Der Katzenbaum

Ich lief durch dichtes Unterholz. In den Baumkronen blühten die Lullaba-Blumen. Die Luft roch nach Apfelkernen und Jasmin. Ich sprang über Sträucher, sprang in die Luft und griff nach den Früchten. Der Boden unter meinen Turnschuhen war weich und uneben. Meine Beine waren seltsam kurz und meine Schuhe hatten Klettverschlüsse.

Ich war sechs Jahre alt und die Welt war ein einziges großes Abenteuer.

Ich lief immer weiter durch das bunt blühende Dickicht.

„Komm schon, Samuel!“, rief ich. „Da vorne ist es!“

Erst als ich die Krakrak-Bäume erreichte, deren mannshohe Wurzeln schon vor Hunderten von Jahren dem Erdreich entwachsen waren und wie hölzerne Wälle das Unterholz zerteilten, blieb ich stehen.

„Samuel!“

Ich drehte mich um. Samuel war nicht mehr da. Gerade eben war er noch direkt hinter mir gewesen. Ich starrte in die undurchdringliche Wand aus Blättern, Sträuchern und Lianen, durch die ich gerade gekommen war, doch meine Augen waren in diesem Dschungel keine große Hilfe. Also schloss ich sie und lauschte: Überall knackte es, zirpte es, zwitscherte es.

„Samuel?“, rief ich noch einmal.

„Wir dürfen gar nicht hier sein!“, keuchte es aus dem Unterholz.

Das Knacken wurde lauter, und Samuel stand plötzlich neben mir. Er schwitzte und war ganz weiß im Gesicht. Nur seine Wangen glühten pampelmusenrot.

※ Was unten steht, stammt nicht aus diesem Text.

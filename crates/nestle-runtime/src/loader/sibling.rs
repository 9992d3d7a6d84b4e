//! Sibling-archives strategy
//!
//! Loads units from an explicit list of built archives and directories.
//! Member names are collected once when the resolver is constructed; each
//! lookup is then an exact match against those sets.

use super::{LoadedUnit, UnitResolver};
use crate::error::{ArchiveError, ArchiveResult, LoadResult};
use crate::layout::unit_entry_name;
use std::collections::HashSet;
use std::fs::{self, File};
use std::io::{self, BufReader, Read};
use std::path::{Path, PathBuf};
use std::sync::Arc;
use tracing::{debug, warn};
use url::Url;
use walkdir::WalkDir;
use zip::result::ZipError;
use zip::ZipArchive;

#[derive(Debug)]
enum RootKind {
    Archive,
    Directory,
}

#[derive(Debug)]
struct SiblingRoot {
    path: PathBuf,
    kind: RootKind,
    members: HashSet<String>,
    code_source: String,
}

impl SiblingRoot {
    fn scan(path: &Path) -> ArchiveResult<Self> {
        let path = fs::canonicalize(path).map_err(|e| ArchiveError::io(path, e))?;
        let metadata = fs::metadata(&path).map_err(|e| ArchiveError::io(&path, e))?;

        let (kind, members) = if metadata.is_dir() {
            (RootKind::Directory, directory_members(&path)?)
        } else {
            (RootKind::Archive, archive_members(&path)?)
        };

        let code_source = code_source_url(&path, metadata.is_dir())?;
        debug!(root = %path.display(), members = members.len(), "scanned sibling root");

        Ok(Self {
            path,
            kind,
            members,
            code_source,
        })
    }

    fn read(&self, entry: &str) -> ArchiveResult<Option<Vec<u8>>> {
        match self.kind {
            RootKind::Directory => {
                let file = self.path.join(entry);
                match fs::read(&file) {
                    Ok(bytes) => Ok(Some(bytes)),
                    Err(e) if e.kind() == io::ErrorKind::NotFound => Ok(None),
                    Err(e) => Err(ArchiveError::io(file, e)),
                }
            }
            RootKind::Archive => {
                let file = File::open(&self.path).map_err(|e| ArchiveError::io(&self.path, e))?;
                let mut archive = ZipArchive::new(BufReader::new(file))
                    .map_err(|e| ArchiveError::zip(&self.path, e))?;
                let mut member = match archive.by_name(entry) {
                    Ok(member) => member,
                    Err(ZipError::FileNotFound) => return Ok(None),
                    Err(e) => return Err(ArchiveError::zip(&self.path, e)),
                };
                let mut bytes = Vec::with_capacity(member.size() as usize);
                member
                    .read_to_end(&mut bytes)
                    .map_err(|e| ArchiveError::io(&self.path, e))?;
                Ok(Some(bytes))
            }
        }
    }
}

pub struct SiblingArchiveResolver {
    roots: Vec<SiblingRoot>,
}

impl SiblingArchiveResolver {
    /// Pre-scan every archive or directory in `paths`
    pub fn new<I, P>(paths: I) -> ArchiveResult<Self>
    where
        I: IntoIterator<Item = P>,
        P: AsRef<Path>,
    {
        let roots = paths
            .into_iter()
            .map(|path| SiblingRoot::scan(path.as_ref()))
            .collect::<ArchiveResult<Vec<_>>>()?;
        Ok(Self { roots })
    }

    /// Whether any root holds the unit, without reading it
    pub fn contains(&self, qualified_name: &str) -> bool {
        let entry = unit_entry_name(qualified_name);
        self.roots.iter().any(|root| root.members.contains(&entry))
    }
}

impl UnitResolver for SiblingArchiveResolver {
    fn resolve_unit(&self, qualified_name: &str) -> LoadResult<Option<LoadedUnit>> {
        let entry = unit_entry_name(qualified_name);
        for root in self.roots.iter().filter(|root| root.members.contains(&entry)) {
            match root.read(&entry) {
                Ok(Some(bytes)) => {
                    return Ok(Some(LoadedUnit {
                        name: qualified_name.to_string(),
                        bytes: Arc::from(bytes),
                        code_source: root.code_source.clone(),
                    }))
                }
                Ok(None) => {}
                Err(e) => {
                    warn!(root = %root.path.display(), unit = qualified_name, error = %e, "sibling read failed");
                }
            }
        }
        Ok(None)
    }

    fn search_roots(&self) -> Vec<String> {
        self.roots.iter().map(|root| root.code_source.clone()).collect()
    }
}

fn archive_members(path: &Path) -> ArchiveResult<HashSet<String>> {
    let file = File::open(path).map_err(|e| ArchiveError::io(path, e))?;
    let archive = ZipArchive::new(BufReader::new(file)).map_err(|e| ArchiveError::zip(path, e))?;
    Ok(archive
        .file_names()
        .filter(|name| !name.ends_with('/'))
        .map(str::to_string)
        .collect())
}

fn directory_members(root: &Path) -> ArchiveResult<HashSet<String>> {
    let mut members = HashSet::new();
    for entry in WalkDir::new(root) {
        let entry = entry.map_err(|e| ArchiveError::io(root, io::Error::other(e.to_string())))?;
        if !entry.file_type().is_file() {
            continue;
        }
        let Ok(relative) = entry.path().strip_prefix(root) else {
            continue;
        };
        let name = relative
            .components()
            .map(|c| c.as_os_str().to_string_lossy())
            .collect::<Vec<_>>()
            .join("/");
        members.insert(name);
    }
    Ok(members)
}

fn code_source_url(path: &Path, is_dir: bool) -> ArchiveResult<String> {
    let url = if is_dir {
        Url::from_directory_path(path)
    } else {
        Url::from_file_path(path)
    };
    url.map(String::from).map_err(|()| {
        ArchiveError::io(
            path,
            io::Error::new(io::ErrorKind::InvalidInput, "path is not absolute"),
        )
    })
}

„Das ist streng verboten“, sagte er und stützte die Hände auf die Knie. „Mensch, Dodo, wenn uns hier jemand erwischt …“

„Sei doch nicht so ein Angsthase! Wir sind ja fast da.“ Ich zeigte auf die Wurzeln der Krakraks.

„Aber wenn uns jemand erwischt …“, schnaufte Samuel wieder.

„Uns erwischt aber keiner“, sagte ich und versuchte, überzeugt zu klingen.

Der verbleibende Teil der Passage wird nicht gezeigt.